Course project for Getting and Cleaning Data course
This document provides an overview of the scripts, data files, and documents included in the GitHub repository: nerfherder987/GCD_course_project.
All data files posted here are based upon files provided in the Human Activity Recognition Using Smartphones Dataset (v1.0): UCI HAR Dataset: [Download source data] (https://d396qusza40orc.cloudfront.net/getdata%2Fprojectfiles%2FUCI%20HAR%20Dataset.zip)
Code Book
- CodeBook.md
Describes data file contents and data processing steps that produced the included files.
Included data files:
- 1 - merged_UCI_HAR_data.txt
Merged data set that includes, for each activity for each 2.56 recording period, mean and standard deviation for each available measure. Additional columns are included that indicate the subject, activity, and data phase (training or test) of each observation. The data set consists of 10,299 rows (different number of rows for each participant). Each row corresponds to a single recording period. Detailed information on each variable included in the file is provided in the code book document.
- 2 - Summary_step5.txt
A summary data file that includes the average of each measure/variable for each activity for each subject. The data file consists of 180 rows, 6 rows for each subject (1 for each of the 6 activities) for each of the 30 participants who provided training and test data. The column names are identical to those in the file merged_UCI_HAR_data.txt, however, the value for each case in this summary file is the mean of all observations (by subject and activity) from the merged dataset. In other words, the columns that are means are really means of means, and the standard deviation columns are mean standard deviations.
- 2 - varNames_summary.txt
A list of all of the variable names in the file Summary_step5.txt
- 3 - varNames_merge.txt
Included scripts:
- run_analysis.R
An R script file that includes all of the code used to produce the two data files listed above (items 1 and 2).
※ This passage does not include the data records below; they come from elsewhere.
//! Go Docs MCP Server
//!
//! Exposes `go doc` and `go list` to MCP clients. Query results are cached per
//! exact invocation for a short freshness window, and failures are classified
//! into actionable error messages.

#![warn(missing_docs)]
#![warn(clippy::pedantic)]
#![allow(clippy::module_name_repetitions)]
#![allow(clippy::missing_errors_doc)]
#![allow(clippy::missing_panics_doc)]

pub mod cache;
pub mod config;
pub mod error;
pub mod server;
pub mod toolchain;
pub mod tools;

/// Re-export common types
pub use crate::config::AppConfig;
pub use crate::error::{Error, Result};
pub use crate::server::GoDocsServer;

/// Server version information
pub const VERSION: &str = env!("CARGO_PKG_VERSION");

/// Server name
pub const NAME: &str = "go-docs";

/// Initialize logging from configuration
///
/// Console output goes to stderr; stdout belongs to the stdio transport.
///
/// # Errors
/// Returns an error if the log directory cannot be created or a subscriber is already set
pub fn init_logging_with_config(config: &crate::config::LoggingConfig) -> Result<()> {
    use tracing_subscriber::{fmt, prelude::*, EnvFilter};

    let level = match config.level.to_lowercase().as_str() {
        "trace" => "trace",
        "debug" => "debug",
        "warn" => "warn",
        "error" => "error",
        _ => "info",
    };
    let filter = EnvFilter::new(level);

    let console_layer = config.enable_console.then(|| {
        fmt::layer()
            .with_writer(std::io::stderr)
            .with_target(true)
            .with_thread_ids(true)
            .compact()
    });

    let file_layer = match (config.enable_file, &config.file_path) {
        (true, Some(file_path)) => {
            let path = std::path::Path::new(file_path);
            let log_dir = path
                .parent()
                .filter(|p| !p.as_os_str().is_empty())
                .unwrap_or_else(|| std::path::Path::new("."));
            let log_file_name = path
                .file_name()
                .unwrap_or(std::ffi::OsStr::new("go-docs.log"));

            std::fs::create_dir_all(log_dir).map_err(|e| {
                error::Error::Initialization(format!("failed to create log directory: {e}"))
            })?;

            let file_appender = tracing_appender::rolling::daily(log_dir, log_file_name);
            Some(
                fmt::layer()
                    .with_writer(file_appender)
                    .with_ansi(false)
                    .with_target(true)
                    .with_thread_ids(true)
                    .compact(),
            )
        }
        _ => None,
    };

    tracing_subscriber::registry()
        .with(filter)
        .with(console_layer)
        .with(file_layer)
        .try_init()
        .map_err(|e| error::Error::Initialization(e.to_string()))?;

    Ok(())
}
//! Translation of tool arguments into `go` argument lists
//!
//! Arguments arrive as an untyped JSON object. Missing keys and values of the
//! wrong type are treated as absent; flag syntax is left for `go` to judge.

use serde_json::{Map, Value};

/// Keys accepted for the documentation target, in priority order
pub const TARGET_FIELDS: [&str; 3] = ["pkgSymMethodOrField", "target", "path"];

/// Key for extra command flags
pub const FLAGS_FIELD: &str = "cmd_flags";

/// Key for listing patterns
pub const PACKAGES_FIELD: &str = "packages";

/// A caller-supplied query
#[derive(Debug, Clone, Default, PartialEq, Eq)]
pub struct ToolRequest {
    /// Package, symbol, method, field or path to document
    pub target: Option<String>,
    /// Extra flags, in caller order
    pub flags: Vec<String>,
    /// Package patterns for listing, in caller order
    pub packages: Vec<String>,
}

impl ToolRequest {
    /// Extract a request from a tool argument bag
    #[must_use]
    pub fn from_arguments(arguments: &Value) -> Self {
        let Some(map) = arguments.as_object() else {
            return Self::default();
        };

        Self {
            target: TARGET_FIELDS.iter().find_map(|key| get_string(map, key)),
            flags: get_string_list(map, FLAGS_FIELD).unwrap_or_default(),
            packages: get_string_list(map, PACKAGES_FIELD).unwrap_or_default(),
        }
    }

    /// Arguments for `go doc`: flags first, then the target when non-empty
    #[must_use]
    pub fn doc_args(&self) -> Vec<String> {
        let mut args = self.flags.clone();
        if let Some(target) = self.target.as_deref().filter(|t| !t.is_empty()) {
            args.push(target.to_string());
        }
        args
    }

    /// Arguments for `go list`: flags first, then package patterns
    #[must_use]
    pub fn list_args(&self) -> Vec<String> {
        let mut args = self.flags.clone();
        args.extend(self.packages.iter().cloned());
        args
    }
}

fn get_string(map: &Map<String, Value>, key: &str) -> Option<String> {
    map.get(key)?.as_str().map(str::to_string)
}

/// A list with any non-string element counts as absent
fn get_string_list(map: &Map<String, Value>, key: &str) -> Option<Vec<String>> {
    map.get(key)?
        .as_array()?
        .iter()
        .map(|value| value.as_str().map(str::to_string))
        .collect()
}

#[cfg(test)]
mod tests {
    use super::*;
    use serde_json::json;

    #[test]
    fn test_doc_target_only() {
        let request = ToolRequest::from_arguments(&json!({ "pkgSymMethodOrField": "io" }));
        assert_eq!(request.doc_args(), vec!["io"]);
    }

    #[test]
    fn test_doc_flags_precede_target() {
        let request = ToolRequest::from_arguments(&json!({
            "pkgSymMethodOrField": "fmt.Println",
            "cmd_flags": ["-src"]
        }));
        assert_eq!(request.doc_args(), vec!["-src", "fmt.Println"]);
    }

    #[test]
    fn test_doc_flag_order_is_preserved() {
        let request = ToolRequest::from_arguments(&json!({
            "cmd_flags": ["-u", "-all", "-short"],
            "pkgSymMethodOrField": "net/http"
        }));
        assert_eq!(request.doc_args(), vec!["-u", "-all", "-short", "net/http"]);
    }

    #[test]
    fn test_empty_target_is_dropped() {
        let request = ToolRequest::from_arguments(&json!({
            "pkgSymMethodOrField": "",
            "cmd_flags": ["-all"]
        }));
        assert_eq!(request.doc_args(), vec!["-all"]);
    }

    #[test]
    fn test_target_variants() {
        let request = ToolRequest::from_arguments(&json!({ "target": "./pkg" }));
        assert_eq!(request.target.as_deref(), Some("./pkg"));

        let request = ToolRequest::from_arguments(&json!({ "path": "./internal" }));
        assert_eq!(request.target.as_deref(), Some("./internal"));

        let request = ToolRequest::from_arguments(&json!({
            "pkgSymMethodOrField": "io",
            "target": "fmt"
        }));
        assert_eq!(request.target.as_deref(), Some("io"));
    }

    #[test]
    fn test_wrong_types_are_absent() {
        let request = ToolRequest::from_arguments(&json!({
            "pkgSymMethodOrField": 42,
            "cmd_flags": "-all",
            "packages": ["./...", 7]
        }));
        assert_eq!(request, ToolRequest::default());
        assert!(request.doc_args().is_empty());
        assert!(request.list_args().is_empty());
    }

    #[test]
    fn test_wrong_typed_target_falls_back_to_variant() {
        let request = ToolRequest::from_arguments(&json!({
            "pkgSymMethodOrField": null,
            "target": "io"
        }));
        assert_eq!(request.doc_args(), vec!["io"]);
    }

    #[test]
    fn test_non_object_arguments() {
        assert_eq!(ToolRequest::from_arguments(&Value::Null), ToolRequest::default());
        assert_eq!(
            ToolRequest::from_arguments(&json!(["io"])),
            ToolRequest::default()
        );
    }

    #[test]
    fn test_list_args() {
        let request = ToolRequest::from_arguments(&json!({ "packages": ["./..."] }));
        assert_eq!(request.list_args(), vec!["./..."]);

        let request = ToolRequest::from_arguments(&json!({
            "packages": ["std", "./cmd/..."],
            "cmd_flags": ["-json", "-m"]
        }));
        assert_eq!(request.list_args(), vec!["-json", "-m", "std", "./cmd/..."]);
    }
}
run_analysis.R includes the function mergeFiles, which takes the data directory and data type as arguments and returns a merged data file for a given data type (train, test). Further processing of the data files, including merging the the training and test data and cleaning up column names, is also included in run_analysis.R, but the remaining processing is not part of the mergeFiles function. More detailed information on the mergeFiles function, as well as other processing done to produce the submitted data files, is included in the document CodeBook.md.